▶ [Provided material]
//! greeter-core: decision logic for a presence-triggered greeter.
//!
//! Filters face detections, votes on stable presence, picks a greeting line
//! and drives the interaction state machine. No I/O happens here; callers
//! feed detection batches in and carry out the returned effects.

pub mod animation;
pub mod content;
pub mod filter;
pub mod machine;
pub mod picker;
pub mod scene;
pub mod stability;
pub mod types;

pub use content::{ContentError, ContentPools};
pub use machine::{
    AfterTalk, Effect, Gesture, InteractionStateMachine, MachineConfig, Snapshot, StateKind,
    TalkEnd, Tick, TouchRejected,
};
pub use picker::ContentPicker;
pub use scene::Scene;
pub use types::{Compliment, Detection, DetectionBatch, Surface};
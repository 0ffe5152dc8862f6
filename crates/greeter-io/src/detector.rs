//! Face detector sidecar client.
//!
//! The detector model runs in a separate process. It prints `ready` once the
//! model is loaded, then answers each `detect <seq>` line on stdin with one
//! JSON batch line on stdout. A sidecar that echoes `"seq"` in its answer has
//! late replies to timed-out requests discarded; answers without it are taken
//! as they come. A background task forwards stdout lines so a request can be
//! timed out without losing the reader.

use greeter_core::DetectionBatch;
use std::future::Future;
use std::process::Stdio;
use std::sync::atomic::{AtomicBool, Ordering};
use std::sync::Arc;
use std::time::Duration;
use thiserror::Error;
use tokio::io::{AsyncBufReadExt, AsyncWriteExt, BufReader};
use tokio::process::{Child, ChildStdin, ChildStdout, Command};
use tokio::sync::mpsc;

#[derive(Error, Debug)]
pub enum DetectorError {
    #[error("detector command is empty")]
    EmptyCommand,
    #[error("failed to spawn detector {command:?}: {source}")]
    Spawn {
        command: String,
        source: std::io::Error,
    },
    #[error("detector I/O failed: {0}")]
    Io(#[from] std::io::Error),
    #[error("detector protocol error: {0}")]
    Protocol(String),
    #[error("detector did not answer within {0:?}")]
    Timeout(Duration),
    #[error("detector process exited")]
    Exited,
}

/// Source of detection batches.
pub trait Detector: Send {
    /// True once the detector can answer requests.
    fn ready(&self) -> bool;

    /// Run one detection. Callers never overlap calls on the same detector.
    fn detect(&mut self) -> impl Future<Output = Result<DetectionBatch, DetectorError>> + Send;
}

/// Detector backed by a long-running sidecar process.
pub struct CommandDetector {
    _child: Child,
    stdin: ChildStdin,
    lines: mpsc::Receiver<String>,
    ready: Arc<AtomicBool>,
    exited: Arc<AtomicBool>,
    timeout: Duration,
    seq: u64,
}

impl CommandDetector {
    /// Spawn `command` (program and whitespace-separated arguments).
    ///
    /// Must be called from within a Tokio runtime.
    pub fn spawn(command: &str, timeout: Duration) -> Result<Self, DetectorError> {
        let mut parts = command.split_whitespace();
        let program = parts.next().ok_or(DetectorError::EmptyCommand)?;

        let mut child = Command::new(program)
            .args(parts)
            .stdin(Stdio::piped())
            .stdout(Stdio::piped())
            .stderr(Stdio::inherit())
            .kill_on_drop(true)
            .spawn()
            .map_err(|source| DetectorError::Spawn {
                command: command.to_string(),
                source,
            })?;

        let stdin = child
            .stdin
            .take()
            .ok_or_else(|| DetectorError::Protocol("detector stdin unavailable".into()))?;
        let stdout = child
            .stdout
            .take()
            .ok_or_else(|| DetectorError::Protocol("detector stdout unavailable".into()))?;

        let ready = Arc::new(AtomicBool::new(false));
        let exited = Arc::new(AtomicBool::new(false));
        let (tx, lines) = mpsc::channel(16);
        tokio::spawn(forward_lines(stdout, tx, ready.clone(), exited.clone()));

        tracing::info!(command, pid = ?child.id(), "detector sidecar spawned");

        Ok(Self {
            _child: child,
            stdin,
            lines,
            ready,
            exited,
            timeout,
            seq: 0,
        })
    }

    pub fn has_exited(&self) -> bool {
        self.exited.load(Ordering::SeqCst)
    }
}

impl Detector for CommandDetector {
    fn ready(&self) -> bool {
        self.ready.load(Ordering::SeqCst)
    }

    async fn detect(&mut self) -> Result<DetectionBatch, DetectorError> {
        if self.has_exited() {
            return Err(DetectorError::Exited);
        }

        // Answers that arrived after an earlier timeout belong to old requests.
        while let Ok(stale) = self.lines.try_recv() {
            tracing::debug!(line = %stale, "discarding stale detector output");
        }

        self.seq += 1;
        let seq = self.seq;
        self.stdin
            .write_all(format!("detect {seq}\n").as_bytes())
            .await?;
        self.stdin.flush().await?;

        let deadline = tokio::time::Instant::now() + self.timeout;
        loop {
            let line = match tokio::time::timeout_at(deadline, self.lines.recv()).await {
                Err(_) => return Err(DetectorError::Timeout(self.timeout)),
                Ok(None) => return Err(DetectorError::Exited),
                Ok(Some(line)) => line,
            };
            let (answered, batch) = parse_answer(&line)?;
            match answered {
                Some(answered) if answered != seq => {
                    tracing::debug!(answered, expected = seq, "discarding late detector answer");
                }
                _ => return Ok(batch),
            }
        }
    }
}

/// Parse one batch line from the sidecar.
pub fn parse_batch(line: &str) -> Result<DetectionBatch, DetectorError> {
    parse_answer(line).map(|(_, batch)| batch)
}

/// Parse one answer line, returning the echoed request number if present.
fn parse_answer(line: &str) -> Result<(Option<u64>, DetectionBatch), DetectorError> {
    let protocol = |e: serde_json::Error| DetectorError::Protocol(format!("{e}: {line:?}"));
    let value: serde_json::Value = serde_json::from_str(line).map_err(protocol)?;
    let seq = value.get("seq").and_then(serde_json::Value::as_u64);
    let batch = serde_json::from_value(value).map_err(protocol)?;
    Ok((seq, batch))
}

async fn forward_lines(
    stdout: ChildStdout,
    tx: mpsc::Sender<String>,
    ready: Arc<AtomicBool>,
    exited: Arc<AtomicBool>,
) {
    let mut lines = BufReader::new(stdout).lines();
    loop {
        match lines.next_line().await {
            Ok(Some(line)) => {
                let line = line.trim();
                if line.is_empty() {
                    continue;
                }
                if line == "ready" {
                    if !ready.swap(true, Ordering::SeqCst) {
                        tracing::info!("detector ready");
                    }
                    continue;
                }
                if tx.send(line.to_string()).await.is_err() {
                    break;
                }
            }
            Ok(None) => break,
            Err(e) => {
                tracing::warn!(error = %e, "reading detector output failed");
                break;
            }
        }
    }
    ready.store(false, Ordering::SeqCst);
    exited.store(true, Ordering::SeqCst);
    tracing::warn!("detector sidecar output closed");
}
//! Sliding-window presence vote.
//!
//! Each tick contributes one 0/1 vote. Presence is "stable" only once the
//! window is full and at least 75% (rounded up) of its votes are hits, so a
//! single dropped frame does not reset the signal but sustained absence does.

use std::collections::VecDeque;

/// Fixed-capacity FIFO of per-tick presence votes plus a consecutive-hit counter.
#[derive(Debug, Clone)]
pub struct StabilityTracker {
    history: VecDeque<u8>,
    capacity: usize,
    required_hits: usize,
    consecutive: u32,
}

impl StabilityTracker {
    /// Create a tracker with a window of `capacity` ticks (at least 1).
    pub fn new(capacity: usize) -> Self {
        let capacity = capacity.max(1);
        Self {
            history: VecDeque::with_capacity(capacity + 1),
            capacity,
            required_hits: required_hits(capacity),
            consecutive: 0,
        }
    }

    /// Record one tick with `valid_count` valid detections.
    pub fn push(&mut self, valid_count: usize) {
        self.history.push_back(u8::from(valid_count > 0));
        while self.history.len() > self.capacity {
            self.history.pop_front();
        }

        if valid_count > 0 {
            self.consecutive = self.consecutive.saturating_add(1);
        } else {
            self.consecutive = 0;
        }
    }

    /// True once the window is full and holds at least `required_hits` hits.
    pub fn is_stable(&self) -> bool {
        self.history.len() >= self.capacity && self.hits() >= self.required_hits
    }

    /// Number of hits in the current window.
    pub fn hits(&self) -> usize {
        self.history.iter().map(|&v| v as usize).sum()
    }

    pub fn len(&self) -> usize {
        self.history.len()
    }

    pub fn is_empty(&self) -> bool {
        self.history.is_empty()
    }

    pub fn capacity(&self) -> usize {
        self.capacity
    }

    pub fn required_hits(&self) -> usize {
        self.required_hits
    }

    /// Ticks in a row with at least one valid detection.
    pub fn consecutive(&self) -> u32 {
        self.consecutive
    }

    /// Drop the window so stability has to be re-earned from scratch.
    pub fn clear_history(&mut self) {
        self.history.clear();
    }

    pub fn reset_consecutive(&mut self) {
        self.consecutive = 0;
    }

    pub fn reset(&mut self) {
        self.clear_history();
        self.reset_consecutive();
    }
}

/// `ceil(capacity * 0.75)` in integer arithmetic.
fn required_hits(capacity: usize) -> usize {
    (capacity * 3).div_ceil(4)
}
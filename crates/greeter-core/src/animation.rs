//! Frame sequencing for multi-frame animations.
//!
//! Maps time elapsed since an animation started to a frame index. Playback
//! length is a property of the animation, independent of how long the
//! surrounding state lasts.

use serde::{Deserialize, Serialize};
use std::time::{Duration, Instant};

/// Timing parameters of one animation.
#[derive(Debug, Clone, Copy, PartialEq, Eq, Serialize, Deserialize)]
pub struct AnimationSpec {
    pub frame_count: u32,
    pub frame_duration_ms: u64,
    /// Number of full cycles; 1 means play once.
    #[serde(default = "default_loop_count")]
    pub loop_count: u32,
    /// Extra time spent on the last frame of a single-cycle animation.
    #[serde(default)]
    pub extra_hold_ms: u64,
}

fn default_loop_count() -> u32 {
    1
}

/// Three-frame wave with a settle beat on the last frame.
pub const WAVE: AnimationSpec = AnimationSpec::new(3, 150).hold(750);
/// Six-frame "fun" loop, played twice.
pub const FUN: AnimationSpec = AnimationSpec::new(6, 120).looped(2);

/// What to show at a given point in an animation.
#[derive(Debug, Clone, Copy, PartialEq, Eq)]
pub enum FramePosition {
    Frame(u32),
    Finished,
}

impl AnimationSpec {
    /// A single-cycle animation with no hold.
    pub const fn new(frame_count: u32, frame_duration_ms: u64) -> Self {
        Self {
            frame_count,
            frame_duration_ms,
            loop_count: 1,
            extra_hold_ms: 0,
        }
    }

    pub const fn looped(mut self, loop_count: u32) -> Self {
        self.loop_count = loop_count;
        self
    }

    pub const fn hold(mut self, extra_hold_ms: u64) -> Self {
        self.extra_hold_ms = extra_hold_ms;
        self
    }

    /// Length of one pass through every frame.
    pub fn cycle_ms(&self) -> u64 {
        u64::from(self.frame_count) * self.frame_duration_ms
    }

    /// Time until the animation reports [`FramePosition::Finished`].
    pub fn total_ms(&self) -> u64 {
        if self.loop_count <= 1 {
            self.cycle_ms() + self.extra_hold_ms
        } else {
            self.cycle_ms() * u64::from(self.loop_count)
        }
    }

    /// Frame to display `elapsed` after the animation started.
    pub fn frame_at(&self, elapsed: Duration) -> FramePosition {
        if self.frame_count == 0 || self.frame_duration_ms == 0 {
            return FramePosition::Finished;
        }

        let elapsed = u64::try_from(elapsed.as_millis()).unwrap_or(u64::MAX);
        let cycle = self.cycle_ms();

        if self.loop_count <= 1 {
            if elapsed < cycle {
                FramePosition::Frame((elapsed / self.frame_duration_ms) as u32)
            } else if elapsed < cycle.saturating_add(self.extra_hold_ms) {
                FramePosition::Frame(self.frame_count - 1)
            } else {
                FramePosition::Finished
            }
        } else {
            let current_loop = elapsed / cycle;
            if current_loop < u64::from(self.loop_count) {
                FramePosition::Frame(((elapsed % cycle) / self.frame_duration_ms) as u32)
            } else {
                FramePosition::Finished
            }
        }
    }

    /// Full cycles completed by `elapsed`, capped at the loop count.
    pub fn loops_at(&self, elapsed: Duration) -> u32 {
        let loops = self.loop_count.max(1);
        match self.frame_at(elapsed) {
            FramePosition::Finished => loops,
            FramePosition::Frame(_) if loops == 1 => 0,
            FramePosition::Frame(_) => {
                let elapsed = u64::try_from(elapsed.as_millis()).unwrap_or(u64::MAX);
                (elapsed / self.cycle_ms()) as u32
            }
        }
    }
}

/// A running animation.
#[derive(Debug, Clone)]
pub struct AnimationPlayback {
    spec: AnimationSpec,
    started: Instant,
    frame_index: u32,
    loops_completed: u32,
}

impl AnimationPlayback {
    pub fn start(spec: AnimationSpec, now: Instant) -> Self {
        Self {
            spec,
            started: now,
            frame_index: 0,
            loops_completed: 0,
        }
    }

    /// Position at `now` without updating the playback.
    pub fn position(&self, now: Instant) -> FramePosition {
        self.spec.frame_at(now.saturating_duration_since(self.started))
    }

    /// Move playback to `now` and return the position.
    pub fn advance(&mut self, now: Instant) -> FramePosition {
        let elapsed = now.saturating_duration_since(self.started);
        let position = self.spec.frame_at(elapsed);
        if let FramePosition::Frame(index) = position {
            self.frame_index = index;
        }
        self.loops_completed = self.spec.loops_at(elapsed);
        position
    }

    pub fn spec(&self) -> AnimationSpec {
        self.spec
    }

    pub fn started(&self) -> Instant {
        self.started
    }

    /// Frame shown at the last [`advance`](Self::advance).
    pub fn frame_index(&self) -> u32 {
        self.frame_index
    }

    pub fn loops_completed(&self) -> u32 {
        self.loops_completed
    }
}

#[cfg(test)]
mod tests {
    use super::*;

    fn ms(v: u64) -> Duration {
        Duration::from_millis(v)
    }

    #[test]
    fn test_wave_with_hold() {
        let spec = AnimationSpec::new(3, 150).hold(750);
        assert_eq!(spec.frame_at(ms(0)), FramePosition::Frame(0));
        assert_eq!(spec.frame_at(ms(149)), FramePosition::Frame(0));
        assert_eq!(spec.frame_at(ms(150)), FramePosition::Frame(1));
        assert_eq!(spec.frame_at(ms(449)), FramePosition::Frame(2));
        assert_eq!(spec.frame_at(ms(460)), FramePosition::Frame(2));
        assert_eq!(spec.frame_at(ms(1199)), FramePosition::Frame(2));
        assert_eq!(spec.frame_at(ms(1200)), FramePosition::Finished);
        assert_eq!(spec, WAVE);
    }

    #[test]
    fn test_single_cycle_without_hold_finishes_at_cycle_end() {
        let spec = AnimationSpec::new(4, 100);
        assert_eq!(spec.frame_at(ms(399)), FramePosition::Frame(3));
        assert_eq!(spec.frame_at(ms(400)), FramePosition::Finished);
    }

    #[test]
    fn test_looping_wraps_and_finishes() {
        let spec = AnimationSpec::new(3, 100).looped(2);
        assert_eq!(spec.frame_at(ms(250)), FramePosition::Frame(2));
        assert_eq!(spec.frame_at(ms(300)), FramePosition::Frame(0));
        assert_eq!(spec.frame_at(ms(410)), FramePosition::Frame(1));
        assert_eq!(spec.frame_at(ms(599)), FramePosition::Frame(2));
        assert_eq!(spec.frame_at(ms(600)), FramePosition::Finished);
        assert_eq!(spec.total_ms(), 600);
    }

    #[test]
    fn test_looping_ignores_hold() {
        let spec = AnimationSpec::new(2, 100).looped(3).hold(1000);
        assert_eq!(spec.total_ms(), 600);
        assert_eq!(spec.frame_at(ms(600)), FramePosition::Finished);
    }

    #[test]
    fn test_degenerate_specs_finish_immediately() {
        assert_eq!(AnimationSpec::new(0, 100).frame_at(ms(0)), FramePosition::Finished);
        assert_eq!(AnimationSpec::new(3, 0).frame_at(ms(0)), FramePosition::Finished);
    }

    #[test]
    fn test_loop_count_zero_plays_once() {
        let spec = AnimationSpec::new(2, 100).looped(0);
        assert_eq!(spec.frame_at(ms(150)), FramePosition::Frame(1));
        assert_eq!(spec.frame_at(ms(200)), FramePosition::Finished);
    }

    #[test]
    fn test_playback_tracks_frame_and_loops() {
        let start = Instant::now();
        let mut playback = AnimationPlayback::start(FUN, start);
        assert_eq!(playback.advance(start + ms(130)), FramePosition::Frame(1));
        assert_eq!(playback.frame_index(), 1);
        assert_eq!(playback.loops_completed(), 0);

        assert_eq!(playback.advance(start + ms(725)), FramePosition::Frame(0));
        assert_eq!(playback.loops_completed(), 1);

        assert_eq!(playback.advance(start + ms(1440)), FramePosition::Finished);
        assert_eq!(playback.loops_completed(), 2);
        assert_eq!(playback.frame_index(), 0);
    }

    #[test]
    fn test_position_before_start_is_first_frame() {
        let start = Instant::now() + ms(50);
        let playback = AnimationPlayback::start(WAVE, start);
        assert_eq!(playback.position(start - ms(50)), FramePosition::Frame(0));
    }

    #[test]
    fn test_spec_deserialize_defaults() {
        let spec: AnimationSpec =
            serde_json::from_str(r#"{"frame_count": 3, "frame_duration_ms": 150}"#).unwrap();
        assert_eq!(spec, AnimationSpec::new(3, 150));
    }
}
--
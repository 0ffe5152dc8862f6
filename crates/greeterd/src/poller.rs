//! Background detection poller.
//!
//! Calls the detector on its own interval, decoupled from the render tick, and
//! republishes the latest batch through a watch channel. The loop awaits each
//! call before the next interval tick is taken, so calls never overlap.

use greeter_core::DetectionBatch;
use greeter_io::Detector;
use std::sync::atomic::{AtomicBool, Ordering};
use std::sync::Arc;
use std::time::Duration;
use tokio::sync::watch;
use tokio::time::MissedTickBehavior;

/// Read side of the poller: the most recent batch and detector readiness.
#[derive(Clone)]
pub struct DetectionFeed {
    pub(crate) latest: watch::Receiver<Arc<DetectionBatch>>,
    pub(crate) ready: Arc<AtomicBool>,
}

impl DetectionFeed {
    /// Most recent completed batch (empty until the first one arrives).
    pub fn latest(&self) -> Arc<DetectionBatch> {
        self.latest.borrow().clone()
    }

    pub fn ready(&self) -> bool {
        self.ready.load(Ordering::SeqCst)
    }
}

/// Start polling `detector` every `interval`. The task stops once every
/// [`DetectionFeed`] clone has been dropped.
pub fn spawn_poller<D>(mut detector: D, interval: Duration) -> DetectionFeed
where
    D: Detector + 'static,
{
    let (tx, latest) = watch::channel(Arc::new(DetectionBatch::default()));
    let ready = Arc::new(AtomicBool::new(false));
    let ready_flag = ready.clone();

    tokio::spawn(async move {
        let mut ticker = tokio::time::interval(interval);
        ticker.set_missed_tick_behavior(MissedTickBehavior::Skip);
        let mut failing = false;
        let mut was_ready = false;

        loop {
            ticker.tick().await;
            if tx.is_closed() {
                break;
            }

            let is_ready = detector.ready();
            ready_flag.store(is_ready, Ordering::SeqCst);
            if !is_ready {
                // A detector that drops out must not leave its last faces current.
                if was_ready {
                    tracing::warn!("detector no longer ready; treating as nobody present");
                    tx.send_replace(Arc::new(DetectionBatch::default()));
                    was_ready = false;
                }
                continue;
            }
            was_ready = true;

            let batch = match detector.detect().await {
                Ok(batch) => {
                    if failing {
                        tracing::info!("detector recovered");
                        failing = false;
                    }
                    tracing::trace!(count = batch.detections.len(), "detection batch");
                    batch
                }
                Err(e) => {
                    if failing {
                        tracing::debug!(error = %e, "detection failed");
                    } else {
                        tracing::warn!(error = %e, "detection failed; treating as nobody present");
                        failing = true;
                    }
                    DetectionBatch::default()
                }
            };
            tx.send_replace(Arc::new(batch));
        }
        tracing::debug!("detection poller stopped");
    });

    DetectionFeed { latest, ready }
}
* * *
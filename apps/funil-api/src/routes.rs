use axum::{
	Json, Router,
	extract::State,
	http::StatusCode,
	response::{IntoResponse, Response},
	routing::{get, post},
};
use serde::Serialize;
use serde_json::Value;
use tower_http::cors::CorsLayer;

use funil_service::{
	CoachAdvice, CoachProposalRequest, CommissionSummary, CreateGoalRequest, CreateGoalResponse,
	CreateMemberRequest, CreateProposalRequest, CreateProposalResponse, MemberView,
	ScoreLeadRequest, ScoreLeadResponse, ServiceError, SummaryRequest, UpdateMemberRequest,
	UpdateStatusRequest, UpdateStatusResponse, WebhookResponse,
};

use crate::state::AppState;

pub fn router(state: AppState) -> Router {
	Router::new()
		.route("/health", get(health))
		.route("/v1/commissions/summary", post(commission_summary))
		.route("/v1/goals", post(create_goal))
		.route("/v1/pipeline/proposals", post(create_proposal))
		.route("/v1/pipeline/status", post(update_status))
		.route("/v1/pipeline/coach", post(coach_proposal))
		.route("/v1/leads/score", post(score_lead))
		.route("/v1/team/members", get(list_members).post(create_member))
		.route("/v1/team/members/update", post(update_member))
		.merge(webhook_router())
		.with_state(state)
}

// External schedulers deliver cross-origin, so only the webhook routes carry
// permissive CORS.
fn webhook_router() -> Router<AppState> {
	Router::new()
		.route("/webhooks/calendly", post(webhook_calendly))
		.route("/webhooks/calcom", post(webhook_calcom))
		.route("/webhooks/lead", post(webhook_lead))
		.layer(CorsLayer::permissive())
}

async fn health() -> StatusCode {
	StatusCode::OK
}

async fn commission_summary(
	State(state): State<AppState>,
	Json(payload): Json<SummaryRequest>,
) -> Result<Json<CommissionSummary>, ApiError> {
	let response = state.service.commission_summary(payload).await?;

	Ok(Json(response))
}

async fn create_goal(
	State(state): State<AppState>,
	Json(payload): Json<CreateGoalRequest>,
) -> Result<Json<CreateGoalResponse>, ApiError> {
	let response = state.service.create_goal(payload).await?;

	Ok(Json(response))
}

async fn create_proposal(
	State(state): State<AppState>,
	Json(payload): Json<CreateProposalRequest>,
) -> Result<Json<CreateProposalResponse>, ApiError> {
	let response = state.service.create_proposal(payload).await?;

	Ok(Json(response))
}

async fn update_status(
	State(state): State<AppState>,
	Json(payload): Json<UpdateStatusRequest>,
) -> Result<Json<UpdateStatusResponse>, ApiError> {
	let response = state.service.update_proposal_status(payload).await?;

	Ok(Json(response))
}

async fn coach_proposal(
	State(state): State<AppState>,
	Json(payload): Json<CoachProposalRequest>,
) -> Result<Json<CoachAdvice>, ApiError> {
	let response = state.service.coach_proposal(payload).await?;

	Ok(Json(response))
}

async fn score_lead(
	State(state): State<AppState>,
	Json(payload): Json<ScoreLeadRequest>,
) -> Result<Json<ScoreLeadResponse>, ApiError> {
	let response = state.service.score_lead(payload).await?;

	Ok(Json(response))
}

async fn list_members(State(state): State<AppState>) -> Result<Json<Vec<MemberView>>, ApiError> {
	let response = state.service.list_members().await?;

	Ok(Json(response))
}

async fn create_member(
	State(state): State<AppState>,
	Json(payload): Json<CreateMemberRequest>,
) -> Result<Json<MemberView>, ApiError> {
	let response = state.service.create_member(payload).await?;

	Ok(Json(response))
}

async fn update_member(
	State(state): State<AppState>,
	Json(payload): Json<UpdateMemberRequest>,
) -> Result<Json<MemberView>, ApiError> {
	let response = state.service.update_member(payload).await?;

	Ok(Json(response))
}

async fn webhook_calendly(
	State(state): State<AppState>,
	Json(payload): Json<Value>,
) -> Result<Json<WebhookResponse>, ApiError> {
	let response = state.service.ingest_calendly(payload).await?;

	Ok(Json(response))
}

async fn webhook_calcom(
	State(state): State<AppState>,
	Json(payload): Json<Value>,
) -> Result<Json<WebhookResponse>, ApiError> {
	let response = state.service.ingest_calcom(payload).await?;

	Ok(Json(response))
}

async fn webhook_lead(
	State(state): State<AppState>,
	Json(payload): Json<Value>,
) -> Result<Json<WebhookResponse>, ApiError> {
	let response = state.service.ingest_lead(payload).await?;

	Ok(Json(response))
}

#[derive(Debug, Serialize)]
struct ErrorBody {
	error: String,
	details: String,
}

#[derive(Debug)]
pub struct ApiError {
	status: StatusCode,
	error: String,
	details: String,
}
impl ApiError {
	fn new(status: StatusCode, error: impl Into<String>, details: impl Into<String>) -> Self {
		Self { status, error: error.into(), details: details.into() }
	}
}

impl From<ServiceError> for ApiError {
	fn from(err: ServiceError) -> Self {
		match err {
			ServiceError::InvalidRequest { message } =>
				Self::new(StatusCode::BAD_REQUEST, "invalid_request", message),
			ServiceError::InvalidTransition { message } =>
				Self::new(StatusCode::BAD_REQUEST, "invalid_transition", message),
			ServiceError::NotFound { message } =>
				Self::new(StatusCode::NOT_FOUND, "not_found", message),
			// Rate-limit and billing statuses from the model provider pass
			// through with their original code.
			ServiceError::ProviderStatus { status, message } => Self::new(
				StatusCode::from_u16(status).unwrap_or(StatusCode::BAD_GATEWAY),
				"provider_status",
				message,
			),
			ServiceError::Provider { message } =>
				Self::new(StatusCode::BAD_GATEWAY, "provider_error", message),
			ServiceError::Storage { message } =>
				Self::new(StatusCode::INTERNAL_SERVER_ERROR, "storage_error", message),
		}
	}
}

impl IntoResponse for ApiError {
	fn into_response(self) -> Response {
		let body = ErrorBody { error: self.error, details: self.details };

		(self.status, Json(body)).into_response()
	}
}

▶ [Work to be completed]
What is asked for is an exact copy of the lines above from the one containing "fn default_loop_count() ->" through the one containing "in an animation.", and only those.

▶ [Exercise result]
fn default_loop_count() -> u32 {
    1
}

/// Three-frame wave with a settle beat on the last frame.
pub const WAVE: AnimationSpec = AnimationSpec::new(3, 150).hold(750);
/// Six-frame "fun" loop, played twice.
pub const FUN: AnimationSpec = AnimationSpec::new(6, 120).looped(2);

/// What to show at a given point in an animation.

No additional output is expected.